### Material for the task

----

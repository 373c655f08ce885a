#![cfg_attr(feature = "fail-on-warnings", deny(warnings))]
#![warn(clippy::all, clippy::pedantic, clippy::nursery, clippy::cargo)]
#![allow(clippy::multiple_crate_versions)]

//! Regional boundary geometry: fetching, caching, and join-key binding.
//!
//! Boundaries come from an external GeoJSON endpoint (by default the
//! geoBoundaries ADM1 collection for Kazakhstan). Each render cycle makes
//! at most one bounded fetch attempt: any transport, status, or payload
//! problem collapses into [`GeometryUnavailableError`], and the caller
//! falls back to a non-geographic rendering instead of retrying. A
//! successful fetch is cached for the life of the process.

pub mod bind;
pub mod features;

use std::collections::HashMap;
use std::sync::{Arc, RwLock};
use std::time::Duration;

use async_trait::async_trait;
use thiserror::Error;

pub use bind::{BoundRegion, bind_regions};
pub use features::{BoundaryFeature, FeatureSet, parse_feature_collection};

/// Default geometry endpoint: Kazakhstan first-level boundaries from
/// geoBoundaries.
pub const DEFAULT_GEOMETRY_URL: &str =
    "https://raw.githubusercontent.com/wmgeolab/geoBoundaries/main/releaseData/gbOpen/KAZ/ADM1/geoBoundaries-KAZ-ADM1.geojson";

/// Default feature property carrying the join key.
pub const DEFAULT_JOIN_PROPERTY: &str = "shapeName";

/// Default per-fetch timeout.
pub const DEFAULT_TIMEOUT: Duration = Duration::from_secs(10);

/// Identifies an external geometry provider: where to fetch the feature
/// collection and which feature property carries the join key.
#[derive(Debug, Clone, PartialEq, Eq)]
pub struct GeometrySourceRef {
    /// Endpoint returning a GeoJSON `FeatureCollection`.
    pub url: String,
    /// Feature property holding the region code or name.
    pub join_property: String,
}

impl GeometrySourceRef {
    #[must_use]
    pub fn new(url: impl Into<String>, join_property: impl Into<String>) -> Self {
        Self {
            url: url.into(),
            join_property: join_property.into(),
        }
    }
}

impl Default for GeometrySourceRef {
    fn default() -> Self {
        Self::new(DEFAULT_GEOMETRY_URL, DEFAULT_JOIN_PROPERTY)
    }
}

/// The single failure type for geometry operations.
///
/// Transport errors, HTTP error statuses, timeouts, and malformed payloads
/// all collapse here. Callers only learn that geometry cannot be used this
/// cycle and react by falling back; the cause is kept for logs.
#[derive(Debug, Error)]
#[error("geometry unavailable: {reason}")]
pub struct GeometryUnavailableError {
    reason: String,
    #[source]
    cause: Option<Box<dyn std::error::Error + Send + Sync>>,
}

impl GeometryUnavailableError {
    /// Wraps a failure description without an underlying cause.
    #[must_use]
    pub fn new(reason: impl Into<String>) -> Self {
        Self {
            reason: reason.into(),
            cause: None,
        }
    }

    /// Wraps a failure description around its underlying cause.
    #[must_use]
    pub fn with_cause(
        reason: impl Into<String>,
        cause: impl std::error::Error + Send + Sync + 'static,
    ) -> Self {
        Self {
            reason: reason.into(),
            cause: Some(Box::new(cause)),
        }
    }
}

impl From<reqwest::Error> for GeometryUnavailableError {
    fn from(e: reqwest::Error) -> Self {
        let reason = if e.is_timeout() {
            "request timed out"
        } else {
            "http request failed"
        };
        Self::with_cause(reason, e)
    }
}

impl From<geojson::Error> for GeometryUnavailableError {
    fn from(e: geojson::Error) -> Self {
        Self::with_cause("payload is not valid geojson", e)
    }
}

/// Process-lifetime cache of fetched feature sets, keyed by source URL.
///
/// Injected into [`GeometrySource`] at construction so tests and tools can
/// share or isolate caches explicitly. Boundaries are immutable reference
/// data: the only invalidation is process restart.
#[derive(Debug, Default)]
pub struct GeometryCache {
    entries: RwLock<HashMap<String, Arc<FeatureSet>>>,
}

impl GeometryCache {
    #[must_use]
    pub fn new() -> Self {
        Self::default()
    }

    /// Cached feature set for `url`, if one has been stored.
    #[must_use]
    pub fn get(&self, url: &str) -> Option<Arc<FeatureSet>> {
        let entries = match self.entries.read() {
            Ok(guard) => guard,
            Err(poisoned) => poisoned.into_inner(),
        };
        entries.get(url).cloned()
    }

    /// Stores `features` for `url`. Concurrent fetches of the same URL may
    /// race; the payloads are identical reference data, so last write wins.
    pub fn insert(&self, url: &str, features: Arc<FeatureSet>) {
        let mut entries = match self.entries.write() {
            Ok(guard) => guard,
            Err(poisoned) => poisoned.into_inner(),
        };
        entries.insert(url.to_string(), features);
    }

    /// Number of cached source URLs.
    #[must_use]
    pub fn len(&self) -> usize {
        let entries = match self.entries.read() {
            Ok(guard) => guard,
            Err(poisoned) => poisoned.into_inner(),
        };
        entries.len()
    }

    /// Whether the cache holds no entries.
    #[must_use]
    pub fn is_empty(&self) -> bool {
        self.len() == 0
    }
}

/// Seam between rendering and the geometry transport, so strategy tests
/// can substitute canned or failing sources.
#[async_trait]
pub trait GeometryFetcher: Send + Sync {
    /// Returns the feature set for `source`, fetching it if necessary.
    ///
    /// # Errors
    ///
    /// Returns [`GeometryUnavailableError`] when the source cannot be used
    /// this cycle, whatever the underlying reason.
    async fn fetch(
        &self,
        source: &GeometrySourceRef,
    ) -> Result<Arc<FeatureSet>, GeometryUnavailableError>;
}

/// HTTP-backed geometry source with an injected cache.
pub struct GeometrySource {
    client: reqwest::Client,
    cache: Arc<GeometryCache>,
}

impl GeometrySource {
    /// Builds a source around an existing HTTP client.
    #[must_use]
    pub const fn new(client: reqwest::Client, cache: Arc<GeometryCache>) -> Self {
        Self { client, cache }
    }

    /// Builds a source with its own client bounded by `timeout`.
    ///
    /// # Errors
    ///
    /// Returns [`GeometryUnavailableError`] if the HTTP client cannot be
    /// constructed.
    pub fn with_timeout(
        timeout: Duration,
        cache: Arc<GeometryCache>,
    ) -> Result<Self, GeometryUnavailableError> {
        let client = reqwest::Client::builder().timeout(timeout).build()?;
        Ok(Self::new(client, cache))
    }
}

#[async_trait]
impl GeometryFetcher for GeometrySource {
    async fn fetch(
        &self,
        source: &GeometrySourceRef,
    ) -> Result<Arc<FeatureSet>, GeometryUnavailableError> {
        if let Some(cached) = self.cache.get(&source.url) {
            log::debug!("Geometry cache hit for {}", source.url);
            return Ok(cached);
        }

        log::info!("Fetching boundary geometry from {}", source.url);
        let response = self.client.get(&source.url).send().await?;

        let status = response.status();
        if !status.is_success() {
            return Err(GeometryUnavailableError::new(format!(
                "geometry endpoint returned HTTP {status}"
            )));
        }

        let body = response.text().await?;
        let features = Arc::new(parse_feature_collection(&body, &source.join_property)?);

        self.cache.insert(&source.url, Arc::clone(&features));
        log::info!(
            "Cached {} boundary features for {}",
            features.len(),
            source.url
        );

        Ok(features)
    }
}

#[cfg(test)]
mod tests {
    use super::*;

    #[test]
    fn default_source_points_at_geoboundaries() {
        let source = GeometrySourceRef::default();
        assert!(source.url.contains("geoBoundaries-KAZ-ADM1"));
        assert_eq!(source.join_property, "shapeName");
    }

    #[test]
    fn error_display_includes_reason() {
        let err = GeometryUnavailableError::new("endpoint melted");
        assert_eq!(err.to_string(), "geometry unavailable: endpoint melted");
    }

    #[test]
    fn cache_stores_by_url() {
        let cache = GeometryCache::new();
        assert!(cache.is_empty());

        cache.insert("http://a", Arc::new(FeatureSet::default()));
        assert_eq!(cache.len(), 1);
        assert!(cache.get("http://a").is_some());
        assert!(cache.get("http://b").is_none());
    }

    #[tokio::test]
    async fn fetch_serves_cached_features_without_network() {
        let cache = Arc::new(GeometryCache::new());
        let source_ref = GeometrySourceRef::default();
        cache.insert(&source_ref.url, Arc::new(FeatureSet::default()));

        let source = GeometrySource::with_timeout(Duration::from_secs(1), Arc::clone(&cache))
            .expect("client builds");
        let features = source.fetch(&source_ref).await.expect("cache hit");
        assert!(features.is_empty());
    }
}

----

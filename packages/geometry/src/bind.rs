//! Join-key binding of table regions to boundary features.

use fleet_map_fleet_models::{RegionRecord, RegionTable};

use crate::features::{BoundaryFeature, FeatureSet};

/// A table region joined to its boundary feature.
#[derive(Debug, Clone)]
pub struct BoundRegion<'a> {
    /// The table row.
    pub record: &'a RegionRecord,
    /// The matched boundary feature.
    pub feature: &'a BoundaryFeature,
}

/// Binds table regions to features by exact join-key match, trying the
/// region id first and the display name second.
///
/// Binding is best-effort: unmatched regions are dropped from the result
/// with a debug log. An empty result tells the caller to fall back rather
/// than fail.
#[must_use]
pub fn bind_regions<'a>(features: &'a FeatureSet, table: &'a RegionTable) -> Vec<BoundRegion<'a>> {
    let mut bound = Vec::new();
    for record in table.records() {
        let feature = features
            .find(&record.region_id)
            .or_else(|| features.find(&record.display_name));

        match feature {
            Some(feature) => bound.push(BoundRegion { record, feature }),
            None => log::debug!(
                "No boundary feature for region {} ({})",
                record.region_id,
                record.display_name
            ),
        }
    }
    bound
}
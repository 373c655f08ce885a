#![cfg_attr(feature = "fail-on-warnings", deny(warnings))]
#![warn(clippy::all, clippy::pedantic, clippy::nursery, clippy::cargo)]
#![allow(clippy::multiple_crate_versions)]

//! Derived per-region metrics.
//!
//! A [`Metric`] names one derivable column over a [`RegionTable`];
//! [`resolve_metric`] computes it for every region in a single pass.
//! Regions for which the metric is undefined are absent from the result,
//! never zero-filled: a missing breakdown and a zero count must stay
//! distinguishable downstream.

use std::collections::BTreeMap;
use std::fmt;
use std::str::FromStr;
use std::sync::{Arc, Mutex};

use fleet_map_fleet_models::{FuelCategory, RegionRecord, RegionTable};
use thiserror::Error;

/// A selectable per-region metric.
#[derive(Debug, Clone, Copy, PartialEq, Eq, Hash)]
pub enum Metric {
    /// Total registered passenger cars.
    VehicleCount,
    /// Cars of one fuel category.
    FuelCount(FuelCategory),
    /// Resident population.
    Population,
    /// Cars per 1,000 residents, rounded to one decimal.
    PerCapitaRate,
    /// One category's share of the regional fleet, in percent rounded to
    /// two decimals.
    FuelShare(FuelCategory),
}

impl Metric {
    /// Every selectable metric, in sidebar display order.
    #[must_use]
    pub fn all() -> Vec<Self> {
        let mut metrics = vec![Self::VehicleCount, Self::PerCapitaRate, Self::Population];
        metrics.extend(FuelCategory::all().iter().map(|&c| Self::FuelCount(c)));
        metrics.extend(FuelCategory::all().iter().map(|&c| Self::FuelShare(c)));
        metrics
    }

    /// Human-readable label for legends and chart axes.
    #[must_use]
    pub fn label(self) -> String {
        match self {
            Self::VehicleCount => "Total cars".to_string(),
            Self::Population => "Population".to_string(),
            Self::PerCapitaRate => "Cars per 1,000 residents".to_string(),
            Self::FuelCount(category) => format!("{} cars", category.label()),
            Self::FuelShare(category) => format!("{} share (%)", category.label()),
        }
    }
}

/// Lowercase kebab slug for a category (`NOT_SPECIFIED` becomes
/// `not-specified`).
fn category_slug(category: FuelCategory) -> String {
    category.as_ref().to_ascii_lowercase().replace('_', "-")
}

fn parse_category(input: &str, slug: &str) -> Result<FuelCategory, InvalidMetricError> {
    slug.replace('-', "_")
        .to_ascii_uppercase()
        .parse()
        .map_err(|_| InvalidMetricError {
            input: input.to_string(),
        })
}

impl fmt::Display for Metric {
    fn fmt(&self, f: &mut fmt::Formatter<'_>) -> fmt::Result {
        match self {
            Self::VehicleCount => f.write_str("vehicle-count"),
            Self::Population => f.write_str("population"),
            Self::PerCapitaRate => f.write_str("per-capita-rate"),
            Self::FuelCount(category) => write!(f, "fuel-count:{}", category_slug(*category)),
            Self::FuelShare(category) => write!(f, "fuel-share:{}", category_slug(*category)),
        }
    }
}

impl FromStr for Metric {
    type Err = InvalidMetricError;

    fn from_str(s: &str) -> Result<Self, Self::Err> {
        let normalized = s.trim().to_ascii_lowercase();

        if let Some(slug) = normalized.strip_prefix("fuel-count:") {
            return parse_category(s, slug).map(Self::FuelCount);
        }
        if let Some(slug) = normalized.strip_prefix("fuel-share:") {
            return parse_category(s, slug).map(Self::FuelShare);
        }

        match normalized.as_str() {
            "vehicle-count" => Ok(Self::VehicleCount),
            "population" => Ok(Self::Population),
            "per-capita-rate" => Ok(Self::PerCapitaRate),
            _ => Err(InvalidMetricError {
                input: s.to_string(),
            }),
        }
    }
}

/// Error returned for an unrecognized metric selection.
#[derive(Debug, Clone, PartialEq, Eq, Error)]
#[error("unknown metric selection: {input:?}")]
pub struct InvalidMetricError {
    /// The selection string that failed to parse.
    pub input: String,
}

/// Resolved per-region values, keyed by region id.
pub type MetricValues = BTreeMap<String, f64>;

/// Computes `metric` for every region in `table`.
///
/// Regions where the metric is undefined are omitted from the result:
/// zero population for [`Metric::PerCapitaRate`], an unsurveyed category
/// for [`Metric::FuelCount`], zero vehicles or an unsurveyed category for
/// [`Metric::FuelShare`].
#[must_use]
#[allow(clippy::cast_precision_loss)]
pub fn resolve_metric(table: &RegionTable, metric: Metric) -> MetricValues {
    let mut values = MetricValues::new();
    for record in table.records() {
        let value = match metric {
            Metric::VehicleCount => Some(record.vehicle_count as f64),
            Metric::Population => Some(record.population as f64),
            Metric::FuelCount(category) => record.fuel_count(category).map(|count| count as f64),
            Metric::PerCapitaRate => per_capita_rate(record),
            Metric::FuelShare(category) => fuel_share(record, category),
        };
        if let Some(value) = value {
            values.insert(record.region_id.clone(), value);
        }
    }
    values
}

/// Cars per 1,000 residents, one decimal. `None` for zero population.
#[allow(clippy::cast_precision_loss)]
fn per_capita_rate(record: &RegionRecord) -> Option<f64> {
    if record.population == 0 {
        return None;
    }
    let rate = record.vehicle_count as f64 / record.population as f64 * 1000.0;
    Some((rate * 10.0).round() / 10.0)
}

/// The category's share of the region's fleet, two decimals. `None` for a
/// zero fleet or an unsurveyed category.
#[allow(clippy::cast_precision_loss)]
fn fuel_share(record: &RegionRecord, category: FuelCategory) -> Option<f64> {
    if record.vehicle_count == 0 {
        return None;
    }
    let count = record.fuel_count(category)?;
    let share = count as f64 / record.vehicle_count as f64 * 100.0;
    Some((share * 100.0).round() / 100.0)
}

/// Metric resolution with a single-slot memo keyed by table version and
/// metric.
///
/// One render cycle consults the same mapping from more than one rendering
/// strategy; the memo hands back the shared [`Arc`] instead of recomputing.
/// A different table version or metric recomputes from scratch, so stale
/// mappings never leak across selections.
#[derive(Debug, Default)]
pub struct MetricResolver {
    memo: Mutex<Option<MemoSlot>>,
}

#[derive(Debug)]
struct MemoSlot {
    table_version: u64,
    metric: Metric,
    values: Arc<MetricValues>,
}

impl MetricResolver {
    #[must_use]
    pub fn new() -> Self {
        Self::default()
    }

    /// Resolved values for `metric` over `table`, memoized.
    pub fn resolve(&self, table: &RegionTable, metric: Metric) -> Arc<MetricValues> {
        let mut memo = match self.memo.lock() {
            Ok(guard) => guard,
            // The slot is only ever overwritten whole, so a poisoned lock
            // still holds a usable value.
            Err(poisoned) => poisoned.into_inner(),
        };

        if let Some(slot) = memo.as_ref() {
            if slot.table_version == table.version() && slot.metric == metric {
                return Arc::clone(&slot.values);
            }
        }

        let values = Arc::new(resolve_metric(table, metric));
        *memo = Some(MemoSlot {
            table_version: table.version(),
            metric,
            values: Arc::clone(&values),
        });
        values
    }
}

----

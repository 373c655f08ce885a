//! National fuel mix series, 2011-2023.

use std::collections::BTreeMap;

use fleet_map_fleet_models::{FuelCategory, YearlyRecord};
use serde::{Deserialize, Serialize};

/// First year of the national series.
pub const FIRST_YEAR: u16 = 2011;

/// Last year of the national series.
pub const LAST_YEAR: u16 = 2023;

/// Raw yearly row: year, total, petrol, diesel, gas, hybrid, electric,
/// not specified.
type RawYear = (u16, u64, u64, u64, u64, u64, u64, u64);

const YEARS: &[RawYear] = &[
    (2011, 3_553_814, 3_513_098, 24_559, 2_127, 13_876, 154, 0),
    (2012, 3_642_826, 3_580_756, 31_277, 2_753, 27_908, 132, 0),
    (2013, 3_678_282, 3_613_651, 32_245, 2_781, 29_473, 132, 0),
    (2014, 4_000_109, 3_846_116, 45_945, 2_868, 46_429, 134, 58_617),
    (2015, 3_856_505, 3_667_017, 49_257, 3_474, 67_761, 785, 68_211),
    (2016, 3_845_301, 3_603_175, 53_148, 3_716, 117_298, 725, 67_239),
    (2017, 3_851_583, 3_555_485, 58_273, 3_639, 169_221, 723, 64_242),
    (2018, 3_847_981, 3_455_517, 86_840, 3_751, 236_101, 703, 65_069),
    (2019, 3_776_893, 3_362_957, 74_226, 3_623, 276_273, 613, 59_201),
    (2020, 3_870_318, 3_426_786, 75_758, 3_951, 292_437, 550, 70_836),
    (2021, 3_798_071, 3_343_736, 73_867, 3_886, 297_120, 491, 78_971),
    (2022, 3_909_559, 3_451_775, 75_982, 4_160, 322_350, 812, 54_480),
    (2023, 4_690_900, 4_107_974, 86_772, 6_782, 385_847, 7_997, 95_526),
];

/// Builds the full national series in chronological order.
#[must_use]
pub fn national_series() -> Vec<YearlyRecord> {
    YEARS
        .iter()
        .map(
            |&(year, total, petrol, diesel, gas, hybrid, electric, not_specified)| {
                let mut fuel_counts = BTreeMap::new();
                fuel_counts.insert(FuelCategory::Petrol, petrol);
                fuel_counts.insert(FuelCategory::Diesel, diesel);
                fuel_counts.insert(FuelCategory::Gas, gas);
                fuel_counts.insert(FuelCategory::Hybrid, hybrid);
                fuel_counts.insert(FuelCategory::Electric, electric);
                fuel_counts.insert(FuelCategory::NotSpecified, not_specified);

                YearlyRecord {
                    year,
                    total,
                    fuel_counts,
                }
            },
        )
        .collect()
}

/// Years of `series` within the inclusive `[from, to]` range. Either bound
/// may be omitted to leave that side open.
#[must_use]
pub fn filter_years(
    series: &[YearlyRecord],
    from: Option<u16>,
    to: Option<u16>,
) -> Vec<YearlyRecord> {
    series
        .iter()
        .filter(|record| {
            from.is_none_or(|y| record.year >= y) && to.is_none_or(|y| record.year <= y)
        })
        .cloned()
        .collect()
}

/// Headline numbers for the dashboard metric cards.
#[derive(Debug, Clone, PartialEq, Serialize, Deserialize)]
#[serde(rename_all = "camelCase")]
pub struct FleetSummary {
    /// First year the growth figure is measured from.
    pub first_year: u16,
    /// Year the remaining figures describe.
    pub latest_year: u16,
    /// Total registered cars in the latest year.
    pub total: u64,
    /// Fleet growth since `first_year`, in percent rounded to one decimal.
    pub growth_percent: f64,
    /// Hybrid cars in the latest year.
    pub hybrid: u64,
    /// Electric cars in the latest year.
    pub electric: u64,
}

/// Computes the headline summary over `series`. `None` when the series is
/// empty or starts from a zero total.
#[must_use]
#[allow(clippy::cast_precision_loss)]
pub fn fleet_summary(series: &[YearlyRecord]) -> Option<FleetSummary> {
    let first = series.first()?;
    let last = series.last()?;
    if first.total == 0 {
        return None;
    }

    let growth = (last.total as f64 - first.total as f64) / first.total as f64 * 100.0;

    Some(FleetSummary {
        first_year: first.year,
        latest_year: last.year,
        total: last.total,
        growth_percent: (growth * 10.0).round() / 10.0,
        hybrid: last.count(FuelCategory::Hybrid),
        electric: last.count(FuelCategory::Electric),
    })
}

----

### Work order
Return every line above in which the string "reference" occurs.

### Final answer
/// share or isolate caches explicitly. Boundaries are immutable reference
    /// race; the payloads are identical reference data, so last write wins.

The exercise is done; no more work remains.